----- Data in this exercise

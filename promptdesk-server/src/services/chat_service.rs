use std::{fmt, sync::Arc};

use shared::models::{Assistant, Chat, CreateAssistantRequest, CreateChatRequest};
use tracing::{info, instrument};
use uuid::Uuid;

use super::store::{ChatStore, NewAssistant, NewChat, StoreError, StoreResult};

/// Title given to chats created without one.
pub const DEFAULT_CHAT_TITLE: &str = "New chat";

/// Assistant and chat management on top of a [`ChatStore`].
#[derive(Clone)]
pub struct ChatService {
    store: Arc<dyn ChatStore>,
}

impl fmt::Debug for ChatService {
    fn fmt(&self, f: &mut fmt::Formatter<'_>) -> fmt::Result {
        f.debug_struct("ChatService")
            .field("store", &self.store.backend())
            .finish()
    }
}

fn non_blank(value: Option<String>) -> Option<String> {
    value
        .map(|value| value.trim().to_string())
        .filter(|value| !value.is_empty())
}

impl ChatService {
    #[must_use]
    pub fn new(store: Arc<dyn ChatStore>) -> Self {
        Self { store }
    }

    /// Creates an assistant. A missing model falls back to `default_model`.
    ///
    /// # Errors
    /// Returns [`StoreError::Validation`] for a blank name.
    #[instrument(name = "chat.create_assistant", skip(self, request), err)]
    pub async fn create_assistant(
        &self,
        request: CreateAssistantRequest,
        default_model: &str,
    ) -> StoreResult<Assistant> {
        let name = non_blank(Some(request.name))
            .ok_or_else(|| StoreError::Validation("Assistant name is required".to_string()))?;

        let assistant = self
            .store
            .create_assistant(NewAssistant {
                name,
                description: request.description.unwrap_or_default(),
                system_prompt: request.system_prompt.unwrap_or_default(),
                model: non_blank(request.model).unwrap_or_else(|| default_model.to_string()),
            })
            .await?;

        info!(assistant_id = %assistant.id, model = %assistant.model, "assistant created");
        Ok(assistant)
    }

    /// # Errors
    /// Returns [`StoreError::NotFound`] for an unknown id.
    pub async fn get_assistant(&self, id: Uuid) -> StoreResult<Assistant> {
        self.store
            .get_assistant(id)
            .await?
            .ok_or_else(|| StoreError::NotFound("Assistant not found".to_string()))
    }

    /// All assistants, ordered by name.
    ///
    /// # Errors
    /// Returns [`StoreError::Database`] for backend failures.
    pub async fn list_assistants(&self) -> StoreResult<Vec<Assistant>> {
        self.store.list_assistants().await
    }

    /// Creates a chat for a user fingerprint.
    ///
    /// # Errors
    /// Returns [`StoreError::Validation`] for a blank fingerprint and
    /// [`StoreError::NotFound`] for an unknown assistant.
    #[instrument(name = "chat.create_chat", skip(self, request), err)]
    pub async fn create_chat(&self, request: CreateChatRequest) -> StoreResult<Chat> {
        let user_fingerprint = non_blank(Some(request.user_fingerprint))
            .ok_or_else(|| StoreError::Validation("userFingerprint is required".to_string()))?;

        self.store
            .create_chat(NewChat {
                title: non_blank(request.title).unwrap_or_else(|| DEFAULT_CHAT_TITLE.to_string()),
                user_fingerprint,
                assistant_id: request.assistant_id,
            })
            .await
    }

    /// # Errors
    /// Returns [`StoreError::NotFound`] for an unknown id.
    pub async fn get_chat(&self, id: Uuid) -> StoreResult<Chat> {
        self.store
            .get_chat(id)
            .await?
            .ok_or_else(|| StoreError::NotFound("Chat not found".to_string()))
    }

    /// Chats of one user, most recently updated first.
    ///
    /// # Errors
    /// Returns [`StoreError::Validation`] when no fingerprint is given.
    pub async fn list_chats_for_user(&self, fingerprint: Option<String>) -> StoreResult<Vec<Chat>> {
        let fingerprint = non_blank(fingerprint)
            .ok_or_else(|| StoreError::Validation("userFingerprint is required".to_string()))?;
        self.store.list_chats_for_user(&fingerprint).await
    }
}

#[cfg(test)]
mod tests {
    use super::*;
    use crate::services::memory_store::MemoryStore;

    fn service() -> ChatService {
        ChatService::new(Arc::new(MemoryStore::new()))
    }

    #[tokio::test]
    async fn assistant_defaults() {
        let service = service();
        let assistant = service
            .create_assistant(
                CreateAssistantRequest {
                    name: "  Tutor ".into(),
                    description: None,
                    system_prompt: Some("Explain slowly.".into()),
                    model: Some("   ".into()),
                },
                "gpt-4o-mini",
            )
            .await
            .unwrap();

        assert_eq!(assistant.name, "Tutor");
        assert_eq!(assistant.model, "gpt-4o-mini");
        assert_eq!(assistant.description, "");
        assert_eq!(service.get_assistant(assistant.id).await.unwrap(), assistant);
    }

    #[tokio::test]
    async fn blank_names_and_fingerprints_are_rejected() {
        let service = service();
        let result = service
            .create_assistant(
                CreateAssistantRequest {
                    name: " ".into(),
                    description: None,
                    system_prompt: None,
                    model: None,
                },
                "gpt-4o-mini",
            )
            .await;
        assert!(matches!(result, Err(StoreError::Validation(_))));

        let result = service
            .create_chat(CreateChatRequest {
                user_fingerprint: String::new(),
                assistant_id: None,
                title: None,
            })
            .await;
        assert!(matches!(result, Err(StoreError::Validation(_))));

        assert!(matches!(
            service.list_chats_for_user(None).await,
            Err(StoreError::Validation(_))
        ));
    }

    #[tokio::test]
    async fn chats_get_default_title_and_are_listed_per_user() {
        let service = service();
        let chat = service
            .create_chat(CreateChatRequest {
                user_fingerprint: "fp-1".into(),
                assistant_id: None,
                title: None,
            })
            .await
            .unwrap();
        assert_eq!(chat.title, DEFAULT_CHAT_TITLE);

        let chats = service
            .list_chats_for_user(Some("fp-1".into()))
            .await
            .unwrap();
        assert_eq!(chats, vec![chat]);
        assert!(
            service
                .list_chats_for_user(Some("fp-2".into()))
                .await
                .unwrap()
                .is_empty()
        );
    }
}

----------

#### Task to complete:
Make a tally of the lines in this material that hold the string "CreateChatRequest", then give that number without any other words.

#### Expected output:
4